Exercise input
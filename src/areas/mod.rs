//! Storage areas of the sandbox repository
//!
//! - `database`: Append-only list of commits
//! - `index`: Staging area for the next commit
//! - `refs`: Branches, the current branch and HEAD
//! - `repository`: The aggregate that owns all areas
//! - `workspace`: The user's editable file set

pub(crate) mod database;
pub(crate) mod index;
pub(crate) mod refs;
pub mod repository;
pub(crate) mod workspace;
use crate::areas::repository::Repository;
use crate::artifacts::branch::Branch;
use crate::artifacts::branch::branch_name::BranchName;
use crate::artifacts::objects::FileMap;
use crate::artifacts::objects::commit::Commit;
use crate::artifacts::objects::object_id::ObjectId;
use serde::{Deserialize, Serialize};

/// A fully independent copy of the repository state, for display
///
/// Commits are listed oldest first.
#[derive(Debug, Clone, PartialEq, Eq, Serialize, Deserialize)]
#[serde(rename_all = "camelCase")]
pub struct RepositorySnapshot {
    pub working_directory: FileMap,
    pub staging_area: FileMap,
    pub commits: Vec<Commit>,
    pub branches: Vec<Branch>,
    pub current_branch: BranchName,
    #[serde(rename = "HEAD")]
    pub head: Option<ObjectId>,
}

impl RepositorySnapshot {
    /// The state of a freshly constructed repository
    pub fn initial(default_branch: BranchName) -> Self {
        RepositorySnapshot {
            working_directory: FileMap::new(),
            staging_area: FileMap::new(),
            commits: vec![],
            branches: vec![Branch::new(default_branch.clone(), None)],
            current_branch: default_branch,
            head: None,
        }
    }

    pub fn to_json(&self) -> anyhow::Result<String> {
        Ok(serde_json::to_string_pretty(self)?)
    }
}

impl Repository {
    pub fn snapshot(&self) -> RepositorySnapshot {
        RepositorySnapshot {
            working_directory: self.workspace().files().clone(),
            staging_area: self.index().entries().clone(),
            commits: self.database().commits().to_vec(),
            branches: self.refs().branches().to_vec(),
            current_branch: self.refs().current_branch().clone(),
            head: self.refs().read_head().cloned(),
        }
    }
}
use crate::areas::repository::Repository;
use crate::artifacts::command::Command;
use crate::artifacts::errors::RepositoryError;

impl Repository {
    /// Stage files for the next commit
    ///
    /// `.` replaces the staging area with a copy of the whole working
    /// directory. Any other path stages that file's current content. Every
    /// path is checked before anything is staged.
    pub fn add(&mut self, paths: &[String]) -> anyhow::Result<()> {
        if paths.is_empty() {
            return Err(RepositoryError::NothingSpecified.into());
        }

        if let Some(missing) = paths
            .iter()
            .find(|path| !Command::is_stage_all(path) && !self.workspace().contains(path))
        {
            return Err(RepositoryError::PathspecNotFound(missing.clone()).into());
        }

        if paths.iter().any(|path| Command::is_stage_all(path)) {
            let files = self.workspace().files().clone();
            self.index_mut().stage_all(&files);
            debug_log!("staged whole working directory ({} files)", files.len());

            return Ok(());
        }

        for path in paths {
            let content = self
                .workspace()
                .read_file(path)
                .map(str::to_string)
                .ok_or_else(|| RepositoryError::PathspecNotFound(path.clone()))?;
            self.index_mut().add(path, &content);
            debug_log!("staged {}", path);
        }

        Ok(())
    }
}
...
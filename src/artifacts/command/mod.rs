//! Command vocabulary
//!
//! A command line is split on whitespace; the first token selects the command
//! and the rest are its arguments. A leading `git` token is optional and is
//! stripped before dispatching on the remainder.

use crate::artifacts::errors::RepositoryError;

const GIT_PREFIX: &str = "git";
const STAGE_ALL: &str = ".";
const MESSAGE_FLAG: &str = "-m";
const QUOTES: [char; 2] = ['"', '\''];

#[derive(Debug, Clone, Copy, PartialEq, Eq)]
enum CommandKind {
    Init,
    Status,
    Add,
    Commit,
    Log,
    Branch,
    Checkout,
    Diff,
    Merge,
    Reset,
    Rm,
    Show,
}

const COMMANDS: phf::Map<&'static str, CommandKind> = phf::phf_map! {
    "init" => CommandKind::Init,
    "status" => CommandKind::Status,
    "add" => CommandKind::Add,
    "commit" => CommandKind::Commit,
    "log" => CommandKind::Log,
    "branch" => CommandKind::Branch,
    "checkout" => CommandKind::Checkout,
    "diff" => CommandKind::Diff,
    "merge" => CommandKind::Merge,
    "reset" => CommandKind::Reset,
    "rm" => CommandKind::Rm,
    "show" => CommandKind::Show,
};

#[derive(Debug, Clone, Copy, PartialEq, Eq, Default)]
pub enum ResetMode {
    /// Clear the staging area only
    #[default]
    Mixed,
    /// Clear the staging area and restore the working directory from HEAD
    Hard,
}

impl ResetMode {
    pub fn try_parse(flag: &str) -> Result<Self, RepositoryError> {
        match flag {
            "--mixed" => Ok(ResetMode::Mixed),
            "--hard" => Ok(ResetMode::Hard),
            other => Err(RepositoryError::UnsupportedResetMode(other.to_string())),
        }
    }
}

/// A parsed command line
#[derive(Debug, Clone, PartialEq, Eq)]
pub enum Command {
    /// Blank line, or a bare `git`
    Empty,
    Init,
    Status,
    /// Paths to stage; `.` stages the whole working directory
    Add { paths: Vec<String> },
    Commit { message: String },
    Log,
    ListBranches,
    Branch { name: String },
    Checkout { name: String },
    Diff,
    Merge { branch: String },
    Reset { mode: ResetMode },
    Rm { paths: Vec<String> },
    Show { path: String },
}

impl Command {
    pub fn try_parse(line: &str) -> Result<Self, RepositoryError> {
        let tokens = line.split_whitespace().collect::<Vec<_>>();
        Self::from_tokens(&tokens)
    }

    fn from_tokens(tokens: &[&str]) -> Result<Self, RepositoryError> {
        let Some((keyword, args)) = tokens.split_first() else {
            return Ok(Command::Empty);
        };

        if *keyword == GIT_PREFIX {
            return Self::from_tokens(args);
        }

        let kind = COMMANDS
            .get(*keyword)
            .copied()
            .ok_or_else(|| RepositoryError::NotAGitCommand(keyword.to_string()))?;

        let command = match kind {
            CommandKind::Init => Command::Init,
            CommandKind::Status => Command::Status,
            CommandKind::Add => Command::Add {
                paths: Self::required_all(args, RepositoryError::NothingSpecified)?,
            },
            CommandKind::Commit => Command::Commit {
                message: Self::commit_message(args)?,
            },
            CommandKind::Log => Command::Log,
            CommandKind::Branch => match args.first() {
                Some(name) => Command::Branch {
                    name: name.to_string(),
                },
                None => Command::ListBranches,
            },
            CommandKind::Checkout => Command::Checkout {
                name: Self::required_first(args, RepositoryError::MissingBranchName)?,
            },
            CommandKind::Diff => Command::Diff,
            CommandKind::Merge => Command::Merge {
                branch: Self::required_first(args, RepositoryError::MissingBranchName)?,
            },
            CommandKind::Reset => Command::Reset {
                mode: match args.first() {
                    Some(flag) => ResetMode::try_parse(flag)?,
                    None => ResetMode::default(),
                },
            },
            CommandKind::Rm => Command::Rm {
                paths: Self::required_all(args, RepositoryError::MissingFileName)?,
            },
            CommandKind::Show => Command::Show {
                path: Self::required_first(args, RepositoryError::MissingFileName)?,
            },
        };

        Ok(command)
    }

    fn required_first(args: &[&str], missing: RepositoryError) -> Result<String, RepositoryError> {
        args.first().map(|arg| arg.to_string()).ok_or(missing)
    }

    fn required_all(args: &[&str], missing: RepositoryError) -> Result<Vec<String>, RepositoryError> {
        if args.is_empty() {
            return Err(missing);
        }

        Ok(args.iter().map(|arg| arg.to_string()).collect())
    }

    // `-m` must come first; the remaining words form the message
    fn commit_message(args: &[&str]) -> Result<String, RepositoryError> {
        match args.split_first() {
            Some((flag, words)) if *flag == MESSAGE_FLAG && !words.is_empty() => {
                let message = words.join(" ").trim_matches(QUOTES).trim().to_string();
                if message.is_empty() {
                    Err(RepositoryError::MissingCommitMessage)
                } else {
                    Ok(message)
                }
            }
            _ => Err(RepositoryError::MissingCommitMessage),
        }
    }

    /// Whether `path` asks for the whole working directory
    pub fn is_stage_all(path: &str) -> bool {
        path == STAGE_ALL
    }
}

What is being asked
For the records above, state the count of lines where "that" appears, without any other text.

Result for this task
2